Guizhi, traditionally used more extensively in ancient times, is associated with movement and opening, particularly in the upper body. It's often used for external cold conditions and supports Spleen deficient individuals without being overly dispersing. Rougui, introduced later, is considered a tonic that anchors kidney yang, consolidating without causing stagnation, and is generally used for internal yang deficiency. Both forms, however, share the ability to mobilize and circulate life force while supplementing yang qi, a rare quality that makes them suitable for constitutional therapy and chronic disease treatment.

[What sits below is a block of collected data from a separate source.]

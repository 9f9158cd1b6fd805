use crate::errors::{Error, Result};
use serde::Deserialize;
use std::{fs, path::Path};

/// Top-level application configuration, loaded from `config.toml`.
///
/// Secrets (the bot token) are deliberately not part of this structure;
/// they are read from the environment directly before use.
#[derive(Deserialize, Debug, Clone)]
pub struct AppConfig {
    /// The home guild the bot serves.
    pub guild_id: u64,
    /// Accent color for embeds (e.g. `0xD31F3C` for THE FINALS red).
    #[serde(default = "default_accent_color")]
    pub accent_color: u32,
    /// Entries shown per page in paginated roster views.
    #[serde(default = "default_page_size")]
    pub page_size: usize,
    /// User ids with elevated access to management commands.
    #[serde(default)]
    pub masters: Vec<u64>,
}

const fn default_accent_color() -> u32 {
    0x00D3_1F3C
}

const fn default_page_size() -> usize {
    10
}

/// Reads and parses the application configuration file.
pub fn load_config<P: AsRef<Path>>(path: P) -> Result<AppConfig> {
    let path_ref = path.as_ref();
    tracing::debug!("Attempting to load configuration from: {:?}", path_ref);
    let contents = fs::read_to_string(path_ref)
        .map_err(|e| Error::Config(format!("Failed to read config file {:?}: {}", path_ref, e)))?;
    let app_config: AppConfig = toml::from_str(&contents).map_err(|e| {
        Error::Config(format!(
            "Failed to parse TOML from config file {:?}: {}",
            path_ref, e
        ))
    })?;
    Ok(app_config)
}

#[cfg(test)]
mod tests {
    use super::*;

    #[test]
    fn parses_minimal_config_with_defaults() {
        let config: AppConfig = toml::from_str("guild_id = 123456789012345678").unwrap();
        assert_eq!(config.guild_id, 123_456_789_012_345_678);
        assert_eq!(config.accent_color, default_accent_color());
        assert_eq!(config.page_size, 10);
        assert!(config.masters.is_empty());
    }

    #[test]
    fn parses_full_config() {
        let config: AppConfig = toml::from_str(
            r#"
            guild_id = 1
            accent_color = 0x112233
            page_size = 5
            masters = [42, 43]
            "#,
        )
        .unwrap();
        assert_eq!(config.accent_color, 0x0011_2233);
        assert_eq!(config.page_size, 5);
        assert_eq!(config.masters, vec![42, 43]);
    }

    #[test]
    fn missing_file_reports_config_error() {
        let err = load_config("definitely/not/here.toml").unwrap_err();
        assert!(matches!(err, Error::Config(_)));
    }
}
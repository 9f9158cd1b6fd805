//! The interactive dialog engine.
//!
//! Everything here operates against the abstract [`surface::ChatSurface`]
//! rather than serenity directly, so the collectors, pagination and keypad
//! flows can be driven end to end by the in-memory surface in tests. The
//! serenity-backed implementations live in [`crate::discord`].
//!
//! Dependency order: [`payload`] -> [`manager`] -> [`builder`] ->
//! {[`input`], [`pagination`]} -> [`keypad`].

/// Fluent message accumulator performing the initial send
pub mod builder;
/// Interactive input collector state machine (primitive/sequence/mapping)
pub mod input;
/// Numeric keypad sub-dialog
pub mod keypad;
/// Live-message owner with `update`/`remove`
pub mod manager;
/// Paged message browser with jump-to-page
pub mod pagination;
/// Renderable message payload value types
pub mod payload;
/// Text-to-typed-value resolution strategies
pub mod resolver;
/// Abstract chat surface and event types
pub mod surface;
/// Predicate validators with aggregated failure reporting
pub mod validate;

pub use builder::MessageBuilder;
pub use input::{InputOutcome, InputSession, Mapping, Primitive, Sequence};
pub use keypad::{KeypadBounds, KeypadMessageManager};
pub use manager::MessageManager;
pub use pagination::{PaginationMessageManager, RenderPage};
pub use payload::{ActionRow, Button, ButtonStyle, Embed, MessageData};
pub use resolver::{
    CategoryResolver, ChannelResolver, GuildPreviewResolver, InputResolver, TextResolver,
};
pub use surface::{ChatSurface, ComponentClick, IncomingMessage, MessageId, ReactionEvent, UserId};
pub use validate::Validator;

Modern applications of Guizhi and Rougui have narrowed, with Guizhi often used for common colds and Rougui for internal yang deficiency. This contrasts with classical Chinese Medicine, which recognizes their broader range of applications. Practitioners following the Shanghan Lun tradition still consider cinnamon crucial for treating serious diseases, particularly in an era of antibiotic overuse, addressing conditions like chronic fatigue, immune deficiency, and circulatory problems. Classical texts associate cinnamon with several organ systems, including the Taiyang (Small Intestine, Bladder), Taiyin (Spleen, Lung), Shaoyin (Heart, Kidney), and Jueyin (Liver, Pericardium), indicating its diverse therapeutic potential.
The quality of cinnamon is significantly influenced by terroir (didao yocai). While Cinnamomum cassia is common, the Fire Spirit School of CCM favors Cinnamomum loureirii (Saigon Cinnamon) from Vietnam, due to its higher concentration of essential oils. Although the wild form is now protected, cultivated versions exist and are also grown in Southern Yunnan. However, the overall quality of medicinal cinnamon has declined due to economic pressures. The spice trade's preference for thin bark and lack of interest in twigs has led to a decrease in Guizhi production. Furthermore, some producers are extracting essential oils from the branches before drying and selling them, resulting in inferior Guizhi.
Traditional processing (paozhi) involves sun-drying both Guizhi and Rougui after harvest. This simple step preserves the herb's properties and prepares it for medicinal use. The careful sourcing and processing of cinnamon are essential to ensuring its therapeutic efficacy, reflecting the importance of didao yocai and paozhi in Classical Chinese Medicine practice.